WORK TO COMPLETE: Please repeat exactly the lines below from the one containing "layout catalog boundary" down to the one containing "pub struct KeyPosition", both included, and nothing else.

### MATERIAL PROVIDED

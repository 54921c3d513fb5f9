//! Keyboard layout catalog boundary

use std::collections::BTreeMap;

use crate::color::Color;
use crate::profile::{KeyEntry, KeyboardMap};

/// Static position data of one key
#[derive(Debug, Clone, PartialEq, Eq)]
pub struct KeyPosition {
    pub name: String,
    pub row: u32,
    pub packet_index: Vec<usize>,
}

/// Source of key-to-frame-offset tables
pub trait LayoutCatalog: Send + Sync {
    /// Layout names available for a model key, e.g. `["US", "UK"]`
    fn layouts(&self, model_key: &str) -> Vec<String>;

    /// Key offsets of `"<model_key>-<layout>"`, `None` if the layout is unknown
    fn key_packet_offsets(&self, layout_key: &str) -> Option<BTreeMap<u32, KeyPosition>>;
}

/// Catalog key for a model and layout name
pub fn layout_key(model_key: &str, layout: &str) -> String {
    format!("{}-{}", model_key, layout)
}

/// Build a keyboard map with every key set to `color`
pub fn keyboard_from_layout(
    layout: &str,
    positions: BTreeMap<u32, KeyPosition>,
    color: Color,
) -> KeyboardMap {
    let keys = positions
        .into_iter()
        .map(|(id, pos)| {
            (
                id,
                KeyEntry {
                    name: pos.name,
                    row: pos.row,
                    packet_index: pos.packet_index,
                    color,
                },
            )
        })
        .collect();
    KeyboardMap {
        layout: layout.to_string(),
        color,
        keys,
    }
}

/// Catalog with no layouts
#[derive(Debug, Default, Clone, Copy)]
pub struct NoLayouts;

impl LayoutCatalog for NoLayouts {
    fn layouts(&self, _model_key: &str) -> Vec<String> {
        Vec::new()
    }

    fn key_packet_offsets(&self, _layout_key: &str) -> Option<BTreeMap<u32, KeyPosition>> {
        None
    }
}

######

EXERCISE RESPONSE:
//! Keyboard layout catalog boundary

use std::collections::BTreeMap;

use crate::color::Color;
use crate::profile::{KeyEntry, KeyboardMap};

/// Static position data of one key
#[derive(Debug, Clone, PartialEq, Eq)]
pub struct KeyPosition {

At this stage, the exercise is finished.